На солнце и в тени - стр. 49
Как и полагается паре пассажиров, которые вместе вошли и вместе выйдут, они сели рядом. Их бедра располагались достаточно близко, чтобы соприкасаться при случайных покачиваниях автобуса из стороны в сторону, и этого для обоих было достаточно, чтобы стереть из памяти предыдущие неловкие моменты. Каждое касание, чувствовала она, по силе воздействия было соизмеримо с двумя глотками джина.
– Чем вы занимались во время войны? – спросил он, не отрывая взгляда от ее профиля, тогда как она старательно смотрела прямо перед собой. Он неправильно оценил ее возраст: строение ее лица было таково, что даже в пятьдесят она выглядела бы на тридцать пять.
– Училась в колледже. Для военных нужд ничего особенного не делала, только бинты накручивала да кровь сдавала.
– Это нормально, – сказал он. – На войне мы ради вас и выкладывались. Мы же за вас сражались.
– Не за демократию, а за меня? – лукаво спросила она.
– Никогда не встречал человека, который сражался за что-нибудь иное, чем плоть и кровь живых и честь мертвых.
– А как насчет Атлантической хартии?
– Кто, черт возьми, знал об этом или задумывался?
– Мне просто жаль, что я не могла сделать чего-то большего, – сказала она.

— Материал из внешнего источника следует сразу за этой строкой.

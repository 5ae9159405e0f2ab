//! Application-wide error types.

use thiserror::Error;

#[derive(Debug, Error)]
pub enum AppError {
    #[error("config error: {0}")]
    Config(String),

    #[error("logger error: {0}")]
    Logger(String),

    #[error("server error: {0}")]
    Server(String),

    #[error("io error: {0}")]
    Io(#[from] std::io::Error),
}
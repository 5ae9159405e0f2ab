//! Request metrics — per-endpoint request counters and response-time
//! histograms, recorded by an axum middleware and exposed as JSON.
//!
//! Purely in-process; nothing here affects request handling.

use std::collections::BTreeMap;
use std::sync::Arc;
use std::time::Instant;

use axum::extract::{MatchedPath, Request, State};
use axum::middleware::Next;
use axum::response::Response;
use serde::Serialize;
use tokio::sync::Mutex;

/// Upper bounds (seconds) of the latency histogram buckets.
pub const LATENCY_BUCKETS: &[f64] = &[
    0.005, 0.01, 0.025, 0.05, 0.1, 0.25, 0.5, 1.0, 2.5, 5.0, 10.0, 30.0, 60.0,
];

const UNMATCHED: &str = "<unmatched>";

#[derive(Debug, Default)]
struct Histogram {
    /// Cumulative counts, one per entry in [`LATENCY_BUCKETS`].
    buckets: Vec<u64>,
    count: u64,
    sum: f64,
}

impl Histogram {
    fn observe(&mut self, seconds: f64) {
        if self.buckets.is_empty() {
            self.buckets = vec![0; LATENCY_BUCKETS.len()];
        }
        for (bound, slot) in LATENCY_BUCKETS.iter().zip(self.buckets.iter_mut()) {
            if seconds <= *bound {
                *slot += 1;
            }
        }
        self.count += 1;
        self.sum += seconds;
    }
}

#[derive(Debug, Default)]
struct Registry {
    /// (method, endpoint, status) → count
    requests: BTreeMap<(String, String, u16), u64>,
    /// (method, endpoint) → latency
    latency: BTreeMap<(String, String), Histogram>,
}

/// Shared metrics sink. Cheap to clone.
#[derive(Debug, Clone, Default)]
pub struct Metrics {
    inner: Arc<Mutex<Registry>>,
}

impl Metrics {
    pub fn new() -> Self {
        Self::default()
    }

    pub async fn record(&self, method: &str, endpoint: &str, status: u16, seconds: f64) {
        let mut reg = self.inner.lock().await;
        *reg
            .requests
            .entry((method.to_string(), endpoint.to_string(), status))
            .or_insert(0) += 1;
        reg.latency
            .entry((method.to_string(), endpoint.to_string()))
            .or_default()
            .observe(seconds);
    }

    pub async fn snapshot(&self) -> MetricsSnapshot {
        let reg = self.inner.lock().await;
        MetricsSnapshot {
            requests: reg
                .requests
                .iter()
                .map(|((method, endpoint, status), count)| RequestCount {
                    method: method.clone(),
                    endpoint: endpoint.clone(),
                    status: *status,
                    count: *count,
                })
                .collect(),
            latency: reg
                .latency
                .iter()
                .map(|((method, endpoint), h)| LatencySummary {
                    method: method.clone(),
                    endpoint: endpoint.clone(),
                    count: h.count,
                    sum_seconds: h.sum,
                    buckets: LATENCY_BUCKETS
                        .iter()
                        .zip(&h.buckets)
                        .map(|(le, count)| Bucket { le: *le, count: *count })
                        .collect(),
                })
                .collect(),
        }
    }
}

#[derive(Debug, Serialize)]
pub struct MetricsSnapshot {
    pub requests: Vec<RequestCount>,
    pub latency: Vec<LatencySummary>,
}

#[derive(Debug, Serialize)]
pub struct RequestCount {
    pub method: String,
    pub endpoint: String,
    pub status: u16,
    pub count: u64,
}

#[derive(Debug, Serialize)]
pub struct LatencySummary {
    pub method: String,
    pub endpoint: String,
    pub count: u64,
    pub sum_seconds: f64,
    pub buckets: Vec<Bucket>,
}

#[derive(Debug, Serialize)]
pub struct Bucket {
    pub le: f64,
    pub count: u64,
}

/// Axum middleware: time the request and record it under its route pattern.
pub async fn track(State(metrics): State<Metrics>, req: Request, next: Next) -> Response {
    let method = req.method().as_str().to_string();
    let endpoint = req
        .extensions()
        .get::<MatchedPath>()
        .map(|p| p.as_str().to_string())
        .unwrap_or_else(|| UNMATCHED.to_string());

    let started = Instant::now();
    let response = next.run(req).await;
    let elapsed = started.elapsed().as_secs_f64();

    metrics
        .record(&method, &endpoint, response.status().as_u16(), elapsed)
        .await;
    response
}
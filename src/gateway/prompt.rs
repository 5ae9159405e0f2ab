//! System prompt assembly from course modules.

use crate::content::Module;

/// Prompt used when the store holds no modules.
pub const NO_CONTENT_PROMPT: &str = "No course content available.";

/// Phrase the model must use for questions outside the course content.
pub const REFUSAL_PHRASE: &str =
    "I cannot answer that as it is outside the scope of the provided content.";

const SEPARATOR: &str = "\n\n";

/// Render every module, in store order, into the system instruction.
pub fn render_system_prompt(modules: &[Module]) -> String {
    if modules.is_empty() {
        return NO_CONTENT_PROMPT.to_string();
    }

    let content = modules
        .iter()
        .enumerate()
        .map(|(i, module)| format!("Module {}: {module}", i + 1))
        .collect::<Vec<_>>()
        .join(SEPARATOR);

    format!(
        "You are a knowledgeable assistant. You can only answer questions based on the \
         course content provided and take the whole content as correct. If the query is \
         outside the content, respond with '{REFUSAL_PHRASE}' Here is the course content:\
         {SEPARATOR}{content}"
    )
}

#[cfg(test)]
mod tests {
    use super::*;
    use crate::content::ContentItem;

    fn module(title: &str, items: &[(&str, &str)]) -> Module {
        Module {
            module_title: title.to_string(),
            content_parts: items.iter().map(|(k, v)| ContentItem::new(*k, *v)).collect(),
        }
    }

    #[test]
    fn empty_store_renders_sentinel() {
        assert_eq!(render_system_prompt(&[]), NO_CONTENT_PROMPT);
    }

    #[test]
    fn preamble_scopes_the_model() {
        let prompt = render_system_prompt(&[module("Intro", &[("content_1", "Hello")])]);
        assert!(prompt.contains("only answer questions based on the course content"));
        assert!(prompt.contains("take the whole content as correct"));
        assert!(prompt.contains(REFUSAL_PHRASE));
    }

    #[test]
    fn modules_indexed_from_one_in_order() {
        let prompt = render_system_prompt(&[
            module("Intro", &[("content_1", "Hello"), ("content_2", "World")]),
            module("Advanced", &[("note_1", "Lifetimes")]),
        ]);
        let first = prompt.find("Module 1: Intro").unwrap();
        let second = prompt.find("Module 2: Advanced").unwrap();
        assert!(first < second);
        assert!(prompt.contains("- content_1: Hello\n- content_2: World\n\nModule 2: Advanced"));
        assert!(prompt.ends_with("- note_1: Lifetimes"));
    }

    #[test]
    fn content_section_follows_blank_line() {
        let prompt = render_system_prompt(&[module("Intro", &[])]);
        assert!(prompt.contains("Here is the course content:\n\nModule 1: Intro"));
    }
}
//! OpenAI-compatible streaming chat completion provider
//! (`/v1/chat/completions` with `stream: true`).
//!
//! Works against OpenAI, Groq, and local OpenAI-compatible servers (Ollama,
//! LM Studio…). All wire types are private to this module — callers only see
//! [`StreamChunk`]s.

use std::collections::VecDeque;
use std::fmt::Display;
use std::time::Duration;

use futures_util::{Stream, StreamExt, stream};
use reqwest::Client;
use serde::{Deserialize, Serialize};
use tracing::{debug, error, trace};

use crate::config::OpenAiConfig;
use crate::llm::{ChatMessage, ChunkStream, ProviderError, StreamChunk};

use super::sse::SseDecoder;

// ── Public provider ───────────────────────────────────────────────────────────

/// Adapter for any HTTP endpoint implementing streamed `/v1/chat/completions`.
///
/// Constructed once at startup, then cheaply cloned because
/// `reqwest::Client` is an `Arc` internally.
#[derive(Debug, Clone)]
pub struct OpenAiCompatibleProvider {
    client: Client,
    api_base_url: String,
    model: String,
    temperature: f32,
    top_p: f32,
    max_tokens: u32,
    api_key: Option<String>,
}

impl OpenAiCompatibleProvider {
    /// Build a provider from config values and an optional API key.
    ///
    /// Only the connect phase is time-bounded; a streamed answer may take as
    /// long as the provider needs.
    pub fn new(config: &OpenAiConfig, api_key: Option<String>) -> Result<Self, ProviderError> {
        let client = Client::builder()
            .connect_timeout(Duration::from_secs(config.connect_timeout_seconds))
            .build()
            .map_err(|e| ProviderError::Request(format!("failed to build HTTP client: {e}")))?;

        Ok(Self {
            client,
            api_base_url: config.api_base_url.clone(),
            model: config.model.clone(),
            temperature: config.temperature,
            top_p: config.top_p,
            max_tokens: config.max_tokens,
            api_key,
        })
    }

    /// Send `messages` and return the stream of text deltas.
    ///
    /// Transport failures and non-2xx statuses fail here; problems after the
    /// first byte surface as errors inside the stream.
    pub async fn stream_chat(&self, messages: &[ChatMessage]) -> Result<ChunkStream, ProviderError> {
        let payload = ChatCompletionRequest {
            model: &self.model,
            messages: messages
                .iter()
                .map(|m| Message { role: m.role, content: &m.content })
                .collect(),
            temperature: self.temperature,
            top_p: self.top_p,
            max_tokens: self.max_tokens,
            stream: true,
        };

        debug!(
            model = %payload.model,
            temperature = payload.temperature,
            max_tokens = payload.max_tokens,
            messages = payload.messages.len(),
            "sending streamed LLM request"
        );
        if tracing::enabled!(tracing::Level::TRACE) {
            let json = serde_json::to_string_pretty(&payload)
                .unwrap_or_else(|e| format!("<serialization failed: {e}>"));
            trace!(payload = %json, "full LLM request payload");
        }

        let mut req = self.client.post(&self.api_base_url).json(&payload);
        if let Some(key) = &self.api_key {
            req = req.bearer_auth(key);
        }

        let response = req.send().await.map_err(|e| {
            error!(url = %self.api_base_url, error = %e, "LLM HTTP request failed (transport)");
            ProviderError::Request(e.to_string())
        })?;

        let response = check_status(response).await?;

        Ok(Box::pin(decode_chunks(response.bytes_stream())))
    }
}

// ── Body decoding ─────────────────────────────────────────────────────────────

struct DecodeState<S> {
    body: S,
    decoder: SseDecoder,
    pending: VecDeque<Result<StreamChunk, ProviderError>>,
    finished: bool,
}

impl<S> DecodeState<S> {
    /// Queue the chunks for decoded SSE payloads. Stops at `[DONE]` or the
    /// first error.
    fn accept(&mut self, events: impl IntoIterator<Item = String>) {
        for event in events {
            if self.finished {
                return;
            }
            if event.trim() == "[DONE]" {
                self.finished = true;
                return;
            }
            let item = parse_event(&event);
            if item.is_err() {
                self.finished = true;
            }
            self.pending.push_back(item);
        }
    }
}

/// Turn an SSE response body into completion chunks.
fn decode_chunks<S, B, E>(body: S) -> impl Stream<Item = Result<StreamChunk, ProviderError>> + Send
where
    S: Stream<Item = Result<B, E>> + Send + 'static,
    B: AsRef<[u8]> + Send + 'static,
    E: Display + Send + 'static,
{
    let state = DecodeState {
        body: Box::pin(body),
        decoder: SseDecoder::new(),
        pending: VecDeque::new(),
        finished: false,
    };

    stream::unfold(state, |mut st| async move {
        loop {
            if let Some(item) = st.pending.pop_front() {
                return Some((item, st));
            }
            if st.finished {
                return None;
            }
            match st.body.next().await {
                Some(Ok(bytes)) => {
                    let events = st.decoder.push(bytes.as_ref());
                    st.accept(events);
                }
                Some(Err(e)) => {
                    error!(error = %e, "LLM response stream interrupted");
                    st.finished = true;
                    return Some((Err(ProviderError::Stream(e.to_string())), st));
                }
                None => {
                    let tail = st.decoder.finish();
                    st.accept(tail);
                    st.finished = true;
                }
            }
        }
    })
}

/// Map one SSE data payload to a chunk.
fn parse_event(event: &str) -> Result<StreamChunk, ProviderError> {
    if let Ok(env) = serde_json::from_str::<ErrorEnvelope>(event) {
        error!(message = %env.error.message, "LLM stream returned error event");
        return Err(ProviderError::Request(env.error.message));
    }

    let chunk: ChatCompletionChunk = serde_json::from_str(event)
        .map_err(|e| ProviderError::Stream(format!("malformed stream chunk: {e}")))?;
    let delta = chunk.choices.into_iter().next().and_then(|c| c.delta.content);
    trace!(delta = ?delta, "LLM stream chunk");
    Ok(StreamChunk { delta })
}

// ── Private wire types ────────────────────────────────────────────────────────

#[derive(Debug, Serialize)]
struct Message<'a> {
    role: &'a str,
    content: &'a str,
}

#[derive(Debug, Serialize)]
struct ChatCompletionRequest<'a> {
    model: &'a str,
    messages: Vec<Message<'a>>,
    temperature: f32,
    top_p: f32,
    max_tokens: u32,
    stream: bool,
}

#[derive(Debug, Deserialize)]
struct ChatCompletionChunk {
    #[serde(default)]
    choices: Vec<ChunkChoice>,
}

#[derive(Debug, Deserialize)]
struct ChunkChoice {
    #[serde(default)]
    delta: Delta,
}

#[derive(Debug, Default, Deserialize)]
struct Delta {
    #[serde(default)]
    content: Option<String>,
}

// Error envelope used by OpenAI and compatible APIs.
#[derive(Debug, Deserialize)]
struct ErrorEnvelope {
    error: ErrorBody,
}

#[derive(Debug, Deserialize)]
struct ErrorBody {
    message: String,
    #[serde(default)]
    code: Option<serde_json::Value>,
}

/// Consume the response and return it if successful, or a structured error.
async fn check_status(response: reqwest::Response) -> Result<reqwest::Response, ProviderError> {
    let status = response.status();
    if status.is_success() {
        return Ok(response);
    }

    let body = response
        .text()
        .await
        .unwrap_or_else(|_| "<failed to read error body>".to_string());

    let message = if let Ok(env) = serde_json::from_str::<ErrorEnvelope>(&body) {
        let code = env
            .error
            .code
            .map(|v| match v {
                serde_json::Value::String(s) => format!(" [code={s}]"),
                other => format!(" [code={other}]"),
            })
            .unwrap_or_default();
        format!("HTTP {status}{code}: {}", env.error.message)
    } else {
        format!("HTTP {status}: {body}")
    };

    error!(%status, %message, "LLM request returned HTTP error");
    Err(ProviderError::Request(message))
}

#[cfg(test)]
mod tests {
    use super::*;

    fn chunk(s: &str) -> Result<Vec<u8>, String> {
        Ok(s.as_bytes().to_vec())
    }

    async fn decode(body: Vec<Result<Vec<u8>, String>>) -> Vec<Result<StreamChunk, ProviderError>> {
        decode_chunks(stream::iter(body)).collect().await
    }

    fn deltas(items: &[Result<StreamChunk, ProviderError>]) -> Vec<Option<&str>> {
        items
            .iter()
            .map(|r| r.as_ref().unwrap().delta.as_deref())
            .collect()
    }

    #[test]
    fn constructs_provider() {
        let cfg = crate::config::Config::test_default();
        assert!(OpenAiCompatibleProvider::new(&cfg.llm.openai, None).is_ok());
    }

    #[test]
    fn request_payload_shape() {
        let messages = [ChatMessage::system("sys"), ChatMessage::user("q")];
        let payload = ChatCompletionRequest {
            model: "llama-3.1-70b-versatile",
            messages: messages
                .iter()
                .map(|m| Message { role: m.role, content: &m.content })
                .collect(),
            temperature: 0.5,
            top_p: 1.0,
            max_tokens: 1024,
            stream: true,
        };
        let json = serde_json::to_value(&payload).unwrap();
        assert_eq!(json["stream"], true);
        assert_eq!(json["max_tokens"], 1024);
        assert_eq!(json["messages"][0]["role"], "system");
        assert_eq!(json["messages"][1]["content"], "q");
    }

    #[tokio::test]
    async fn decodes_deltas_until_done() {
        let items = decode(vec![
            chunk("data: {\"choices\":[{\"delta\":{\"role\":\"assistant\"}}]}\n\n"),
            chunk("data: {\"choices\":[{\"delta\":{\"content\":\"Hel\"}}]}\n\ndata: {\"choi"),
            chunk("ces\":[{\"delta\":{\"content\":\"lo\"}}]}\n\n"),
            chunk("data: [DONE]\n\ndata: {\"choices\":[{\"delta\":{\"content\":\"late\"}}]}\n\n"),
        ])
        .await;
        assert_eq!(deltas(&items), [None, Some("Hel"), Some("lo")]);
    }

    #[tokio::test]
    async fn body_without_done_ends_cleanly() {
        let items = decode(vec![chunk("data: {\"choices\":[{\"delta\":{\"content\":\"x\"}}]}")]).await;
        assert_eq!(deltas(&items), [Some("x")]);
    }

    #[tokio::test]
    async fn empty_choices_yield_textless_chunk() {
        let items = decode(vec![chunk("data: {\"choices\":[]}\n\n")]).await;
        assert_eq!(deltas(&items), [None]);
    }

    #[tokio::test]
    async fn transport_error_ends_stream() {
        let items = decode(vec![
            chunk("data: {\"choices\":[{\"delta\":{\"content\":\"a\"}}]}\n\n"),
            Err("connection reset".to_string()),
            chunk("data: {\"choices\":[{\"delta\":{\"content\":\"b\"}}]}\n\n"),
        ])
        .await;
        assert_eq!(items.len(), 2);
        assert!(matches!(&items[1], Err(ProviderError::Stream(m)) if m.contains("connection reset")));
    }

    #[tokio::test]
    async fn error_event_surfaces_message() {
        let items = decode(vec![chunk("data: {\"error\":{\"message\":\"rate limited\"}}\n\n")]).await;
        assert_eq!(items.len(), 1);
        assert!(matches!(&items[0], Err(ProviderError::Request(m)) if m == "rate limited"));
    }

    #[tokio::test]
    async fn malformed_chunk_is_stream_error() {
        let items = decode(vec![chunk("data: not json\n\n")]).await;
        assert!(matches!(&items[0], Err(ProviderError::Stream(m)) if m.contains("malformed")));
    }

    #[tokio::test]
    async fn unreachable_endpoint_fails_before_streaming() {
        let cfg = crate::config::Config::test_default();
        let p = OpenAiCompatibleProvider::new(&cfg.llm.openai, None).unwrap();
        let err = p.stream_chat(&[ChatMessage::user("q")]).await.err().unwrap();
        assert!(matches!(err, ProviderError::Request(_)));
    }
}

– Одним своим существованием вы сделали более чем достаточно.
– Вы льстец, – как бы осуждающе сказала она.
– Отнюдь, – возразил он.
– Вы меня не знаете.
– Знаю, – сказал он. – Очень хорошо знаю. И вы меня знаете.
В начале вечера в понедельник ресторан был почти пуст. Ожидая, когда их проведут на террасу, они впервые оказались наедине в маленькой тихой комнате. До тех пор они были только под открытым небом и в шумном и оживленном кафе-автомате с потолком в сорок футов и крутящимися вентиляторами. Здесь воздух был неподвижен и царила почти полная тишина. Стоя рядом с Кэтрин, Гарри принюхивался. От Кэтрин часто пахло хорошим универмагом: новой тканью, дорогими духами, свежестью и, когда при ней была сумочка, чудесной кожей. А когда временами, о чем ему только предстояло узнать, она выпивала джина с тоником, то запах можжевельника, исходивший от ее губ, был куда более пьянящим, чем запах алкоголя. Он спрашивал себя, понимают ли женщины, что их явно незначительные аксессуары часто имеют власть большую, чем атрибуты армий. Именно это он имел в виду, когда сказал, что война велась ради нее. Словно атом, во внутренних связях которого содержится сущность материи и энергии, ее взгляд, блеск ее глаз, хватка руки, эластичность волос при движении, манера стоять, румянец на щеках, взмах руки, тон голоса, звук, с которым защелкивался ее медальон, – все это была женщина как стимул и сущность бытия.